▶ [PROBLEM DESCRIPTION]:
Report every line of the records below that contains the word "channels".

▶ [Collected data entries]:
---

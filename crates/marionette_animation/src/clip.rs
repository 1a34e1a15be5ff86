use glam::{Quat, Vec3};
use rustc_hash::FxHashMap;

use marionette_core::BoneTransform;

use crate::tracks::{KeyframeCursor, KeyframeTrack};

/// Keyframe tracks driving a single bone. Missing tracks leave that
/// component at the bone's bind value.
#[derive(Debug, Clone)]
pub struct BoneChannel {
    pub bone: usize,
    pub translation: Option<KeyframeTrack<Vec3>>,
    pub rotation: Option<KeyframeTrack<Quat>>,
    pub scale: Option<KeyframeTrack<Vec3>>,
}

impl BoneChannel {
    #[must_use]
    pub fn new(bone: usize) -> Self {
        Self {
            bone,
            translation: None,
            rotation: None,
            scale: None,
        }
    }

    #[must_use]
    pub fn with_translation(mut self, track: KeyframeTrack<Vec3>) -> Self {
        self.translation = Some(track);
        self
    }

    #[must_use]
    pub fn with_rotation(mut self, track: KeyframeTrack<Quat>) -> Self {
        self.rotation = Some(track);
        self
    }

    #[must_use]
    pub fn with_scale(mut self, track: KeyframeTrack<Vec3>) -> Self {
        self.scale = Some(track);
        self
    }

    fn end_time(&self) -> f32 {
        let t = self.translation.as_ref().map_or(0.0, KeyframeTrack::end_time);
        let r = self.rotation.as_ref().map_or(0.0, KeyframeTrack::end_time);
        let s = self.scale.as_ref().map_or(0.0, KeyframeTrack::end_time);
        t.max(r).max(s)
    }

    /// Samples the channel at `time`, filling untracked components from `bind`.
    pub fn sample(
        &self,
        time: f32,
        bind: &BoneTransform,
        cursors: &mut ChannelCursors,
    ) -> BoneTransform {
        BoneTransform {
            translation: self
                .translation
                .as_ref()
                .and_then(|track| track.sample_with_cursor(time, &mut cursors.translation))
                .unwrap_or(bind.translation),
            rotation: self
                .rotation
                .as_ref()
                .and_then(|track| track.sample_with_cursor(time, &mut cursors.rotation))
                .unwrap_or(bind.rotation),
            scale: self
                .scale
                .as_ref()
                .and_then(|track| track.sample_with_cursor(time, &mut cursors.scale))
                .unwrap_or(bind.scale),
        }
    }
}

/// Sampling cursors for the three tracks of one channel.
#[derive(Debug, Clone, Copy, Default)]
pub struct ChannelCursors {
    pub translation: KeyframeCursor,
    pub rotation: KeyframeCursor,
    pub scale: KeyframeCursor,
}

/// A named, immutable set of per-bone keyframe channels.
#[derive(Debug, Clone)]
pub struct AnimationClip {
    pub name: String,
    /// Length in seconds.
    pub duration: f32,
    /// Whether the clip is authored to loop seamlessly. Used as the default
    /// loop flag of playback states created for it.
    pub looping: bool,
    pub channels: Vec<BoneChannel>,
    bone_lookup: FxHashMap<usize, usize>,
}

impl AnimationClip {
    /// Creates a clip whose duration is the time of its last keyframe.
    #[must_use]
    pub fn new(name: impl Into<String>, channels: Vec<BoneChannel>) -> Self {
        let duration = channels
            .iter()
            .map(BoneChannel::end_time)
            .fold(0.0_f32, f32::max);
        Self::with_duration(name, duration, channels)
    }

    /// Creates a clip with an explicit duration (which may extend past the
    /// last keyframe, holding the final values).
    #[must_use]
    pub fn with_duration(name: impl Into<String>, duration: f32, channels: Vec<BoneChannel>) -> Self {
        let name = name.into();
        let mut bone_lookup = FxHashMap::default();
        for (index, channel) in channels.iter().enumerate() {
            if bone_lookup.insert(channel.bone, index).is_some() {
                log::warn!(
                    "Clip '{name}': bone {} has more than one channel, last one wins",
                    channel.bone
                );
            }
        }

        let duration = if duration.is_finite() { duration.max(0.0) } else { 0.0 };
        if duration == 0.0 {
            log::warn!("Clip '{name}' has zero duration");
        }

        Self {
            name,
            duration,
            looping: false,
            channels,
            bone_lookup,
        }
    }

    #[must_use]
    pub fn looped(mut self, looping: bool) -> Self {
        self.looping = looping;
        self
    }

    /// Index into [`channels`](Self::channels) of the channel driving `bone`.
    #[inline]
    #[must_use]
    pub fn channel_index(&self, bone: usize) -> Option<usize> {
        self.bone_lookup.get(&bone).copied()
    }

    #[inline]
    #[must_use]
    pub fn channel_for_bone(&self, bone: usize) -> Option<&BoneChannel> {
        self.channel_index(bone).map(|index| &self.channels[index])
    }

    /// Highest bone index referenced by any channel.
    #[must_use]
    pub fn max_bone(&self) -> Option<usize> {
        self.channels.iter().map(|c| c.bone).max()
    }

    /// Maps an arbitrary time into the clip's range: wraps into
    /// `[0, duration)` when `looping`, clamps into `[0, duration]` otherwise.
    #[must_use]
    pub fn normalize_time(&self, time: f32, looping: bool) -> f32 {
        if self.duration <= 0.0 {
            return 0.0;
        }
        if looping {
            wrap_time(time, self.duration)
        } else if time.is_nan() {
            0.0
        } else {
            time.clamp(0.0, self.duration)
        }
    }
}

/// Wraps `time` into `[0, duration)`. `duration` must be positive.
#[inline]
#[must_use]
pub(crate) fn wrap_time(time: f32, duration: f32) -> f32 {
    if !time.is_finite() {
        return 0.0;
    }
    let wrapped = time.rem_euclid(duration);
    // rem_euclid can round up to `duration` for tiny negative inputs.
    if wrapped >= duration { 0.0 } else { wrapped }
}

---

▶ [RESPONSE TO THIS EXERCISE]:
/// A named, immutable set of per-bone keyframe channels.
    pub channels: Vec<BoneChannel>,
    pub fn new(name: impl Into<String>, channels: Vec<BoneChannel>) -> Self {
        let duration = channels
        Self::with_duration(name, duration, channels)
    pub fn with_duration(name: impl Into<String>, duration: f32, channels: Vec<BoneChannel>) -> Self {
        for (index, channel) in channels.iter().enumerate() {
            channels,
    /// Index into [`channels`](Self::channels) of the channel driving `bone`.
        self.channel_index(bone).map(|index| &self.channels[index])
        self.channels.iter().map(|c| c.bone).max()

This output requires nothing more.